The poet, James Whitcomb Riley, wrote:

"It hain’t no use to grumble and complain,

It’s jest as easy to rejoice;

When God sorts out the weather and sends rain,

Why rain’s my choice."

In difficult times we need to learn to say, "This is the way things are. They don’t look good just now. But what can I do to straighten them out? If I can do nothing, I’ll say nothing. At least I won’t complain. I’ll let God run His world His way."

It seems that there are people in this world who think they were put here to criticize all of the mistakes and weaknesses of this world. They think it is their God-given role in life to point out every shortcoming, every failing, every foible that they see around them. If the waitress doesn’t serve the table just right, it is their roll to complain. If the kid wears his hair too long, it is their roll to criticize. If another member is getting a little thick in their waist, it is their duty to point it out. If this is their talent they need to bury it.

For those who want to rid themselves of this symptom, I suggest that they look within themselves. If Christ is within you, you will be filled with love, compassion, forgiveness. Instead of criticizing the faults of this world, in loving kindness try to make the world better.

I want to tell you about a saint Eula and I knew in our first church. One of our big problems was what to do with two kids while we were working hard in the church, leading youth conferences, attending assemblies, keeping up the parsonage. Aunt Grace came to Eula and said, "Any time at all that you need someone to care for the children, I will be right there. I can’t teach or work with youth, but I can take care of children." And she did. Later we asked her about her generous gift of unlimited child care, she said, "When a new minister comes to the church, I try to look for their greatest need. Then I try to do it for them." Aunt Grace didn’t criticize. Aunt Grace didn’t point out the ministers’ weaknesses, Aunt Grace tried to fill in any shortcomings. The minister who followed me had no aptitude at all for office work. Aunt Grace became the office manager.
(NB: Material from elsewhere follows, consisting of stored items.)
//! Description length: search rankings reward 250+ character descriptions.

use super::{RuleOutcome, SeoRule};
use crate::suggestions::{description_template, expansion_checklist};
use crate::{Action, ActionKind, VideoRecord};

const CRITICAL_BELOW: usize = 150;
const THIN_BELOW: usize = 250;
const PENALTY_CRITICAL: u32 = 18;
const PENALTY_THIN: u32 = 10;

/// Rule for short descriptions
pub struct DescriptionLengthRule;

impl DescriptionLengthRule {
    pub fn new() -> Self {
        Self
    }
}

impl Default for DescriptionLengthRule {
    fn default() -> Self {
        Self::new()
    }
}

impl SeoRule for DescriptionLengthRule {
    fn name(&self) -> &'static str {
        "description-length"
    }

    fn evaluate(&self, video: &VideoRecord) -> RuleOutcome {
        let description = &video.snippet.description;
        let title = &video.snippet.title;
        let chars = description.chars().count();

        if chars < CRITICAL_BELOW {
            RuleOutcome::issue(
                PENALTY_CRITICAL,
                "Description is critically short. Add at least 250-300 words with timestamps and keywords for better SEO.",
            )
            .with_action(
                Action::new(
                    ActionKind::Description,
                    format!("Description is only {} characters", chars),
                    description.clone(),
                    "Paste the template below and fill in your own links and chapters",
                    "The description is the main text search reads; a near-empty one leaves rankings on the table.",
                )
                .with_template(description_template(title)),
            )
        } else if chars < THIN_BELOW {
            RuleOutcome::issue(
                PENALTY_THIN,
                "Description could be longer. Aim for 250+ words to improve search rankings.",
            )
            .with_action(
                Action::new(
                    ActionKind::Description,
                    format!("Description is {} characters - workable but thin", chars),
                    description.clone(),
                    "Expand the existing description with the checklist below",
                    "More descriptive text gives search more to index without changing the video.",
                )
                .with_actions(expansion_checklist()),
            )
        } else {
            RuleOutcome::strength("Description length is comprehensive.")
        }
    }
}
Do you see what I’m trying to illustrate? If your wife is a terrible cook, instead of constantly harping on her about her meals, why don’t you learn how to cook? If your husband doesn’t pick up his clothes, instead of constantly nagging and nagging on it, pick them up graciously. Instead of complaining all the time, get busy doing something. If you have spiritual halitosis, don’t just brush your teeth; fill your whole life with the love and grace of Christ.